The complete listing should be transcribed precisely.

_SOURCE RECORDS_

——————

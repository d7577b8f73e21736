//! Signal-once scheduling.
//!
//! Signal dispositions are process-global, so these tests serialize on a
//! lock and use distinct signal numbers.

mod common;

use std::sync::atomic::{AtomicBool, Ordering};
use std::sync::{Arc, Mutex};

use loopexec::{AsyncScope, EventLoop, SenderExt};

use common::init_test_logging;

static SIGNAL_LOCK: Mutex<()> = Mutex::new(());

fn raise(signum: i32) {
    // SAFETY: raising a signal we installed a handler for in this test.
    unsafe {
        libc::raise(signum);
    }
}

#[test]
fn raise_completes_the_waiter() {
    init_test_logging();
    let _serial = SIGNAL_LOCK.lock().unwrap_or_else(|e| e.into_inner());
    let signum = libc::SIGUSR1;

    let lp = EventLoop::new().unwrap();
    let sched = lp.scheduler();
    let scope = AsyncScope::new();
    let executed = Arc::new(AtomicBool::new(false));

    let main_thread = std::thread::current().id();
    scope.spawn(
        sched
            .schedule_upon_signal(signum)
            .then({
                let executed = executed.clone();
                move |()| {
                    assert_eq!(std::thread::current().id(), main_thread);
                    executed.store(true, Ordering::SeqCst);
                }
            })
            .upon_error(|_| ()),
    );

    let driven = sched.schedule().let_value({
        let scope = scope.clone();
        move |()| {
            raise(signum);
            scope.on_empty()
        }
    });
    lp.sync_wait(driven).unwrap().unwrap();

    assert!(executed.load(Ordering::SeqCst));
}

#[test]
fn signal_cancelled_before_progress() {
    init_test_logging();
    let _serial = SIGNAL_LOCK.lock().unwrap_or_else(|e| e.into_inner());
    let signum = libc::SIGUSR2;

    let lp = EventLoop::new().unwrap();
    let sched = lp.scheduler();
    let scope = AsyncScope::new();
    let executed = Arc::new(AtomicBool::new(false));

    scope.spawn(
        sched
            .schedule_upon_signal(signum)
            .then({
                let executed = executed.clone();
                move |()| executed.store(true, Ordering::SeqCst)
            })
            .upon_error(|_| ()),
    );

    scope.request_stop();
    let drained = sched.schedule().let_value({
        let scope = scope.clone();
        move |()| scope.on_empty()
    });
    lp.sync_wait(drained).unwrap().unwrap();

    assert!(!executed.load(Ordering::SeqCst));
}

#[test]
fn invalid_signal_number_is_an_error() {
    init_test_logging();
    let _serial = SIGNAL_LOCK.lock().unwrap_or_else(|e| e.into_inner());

    let lp = EventLoop::new().unwrap();
    let sched = lp.scheduler();

    let err = lp
        .sync_wait(sched.schedule_upon_signal(-1))
        .unwrap_err();
    assert!(err.as_os().is_some());
}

——————

_SOLUTION FOR THIS TASK_
repository d7577b8f73e21736
//! Signal-once scheduling.
//!
//! Signal dispositions are process-global, so these tests serialize on a
//! lock and use distinct signal numbers.

mod common;

use std::sync::atomic::{AtomicBool, Ordering};
use std::sync::{Arc, Mutex};

use loopexec::{AsyncScope, EventLoop, SenderExt};

use common::init_test_logging;

static SIGNAL_LOCK: Mutex<()> = Mutex::new(());

fn raise(signum: i32) {
    // SAFETY: raising a signal we installed a handler for in this test.
    unsafe {
        libc::raise(signum);
    }
}

#[test]
fn raise_completes_the_waiter() {
    init_test_logging();
    let _serial = SIGNAL_LOCK.lock().unwrap_or_else(|e| e.into_inner());
    let signum = libc::SIGUSR1;

    let lp = EventLoop::new().unwrap();
    let sched = lp.scheduler();
    let scope = AsyncScope::new();
    let executed = Arc::new(AtomicBool::new(false));

    let main_thread = std::thread::current().id();
    scope.spawn(
        sched
            .schedule_upon_signal(signum)
            .then({
                let executed = executed.clone();
                move |()| {
                    assert_eq!(std::thread::current().id(), main_thread);
                    executed.store(true, Ordering::SeqCst);
                }
            })
            .upon_error(|_| ()),
    );

    let driven = sched.schedule().let_value({
        let scope = scope.clone();
        move |()| {
            raise(signum);
            scope.on_empty()
        }
    });
    lp.sync_wait(driven).unwrap().unwrap();

    assert!(executed.load(Ordering::SeqCst));
}

#[test]
fn signal_cancelled_before_progress() {
    init_test_logging();
    let _serial = SIGNAL_LOCK.lock().unwrap_or_else(|e| e.into_inner());
    let signum = libc::SIGUSR2;

    let lp = EventLoop::new().unwrap();
    let sched = lp.scheduler();
    let scope = AsyncScope::new();
    let executed = Arc::new(AtomicBool::new(false));

    scope.spawn(
        sched
            .schedule_upon_signal(signum)
            .then({
                let executed = executed.clone();
                move |()| executed.store(true, Ordering::SeqCst)
            })
            .upon_error(|_| ()),
    );

    scope.request_stop();
    let drained = sched.schedule().let_value({
        let scope = scope.clone();
        move |()| scope.on_empty()
    });
    lp.sync_wait(drained).unwrap().unwrap();

    assert!(!executed.load(Ordering::SeqCst));
}

#[test]
fn invalid_signal_number_is_an_error() {
    init_test_logging();
    let _serial = SIGNAL_LOCK.lock().unwrap_or_else(|e| e.into_inner());

    let lp = EventLoop::new().unwrap();
    let sched = lp.scheduler();

    let err = lp
        .sync_wait(sched.schedule_upon_signal(-1))
        .unwrap_err();
    assert!(err.as_os().is_some());
}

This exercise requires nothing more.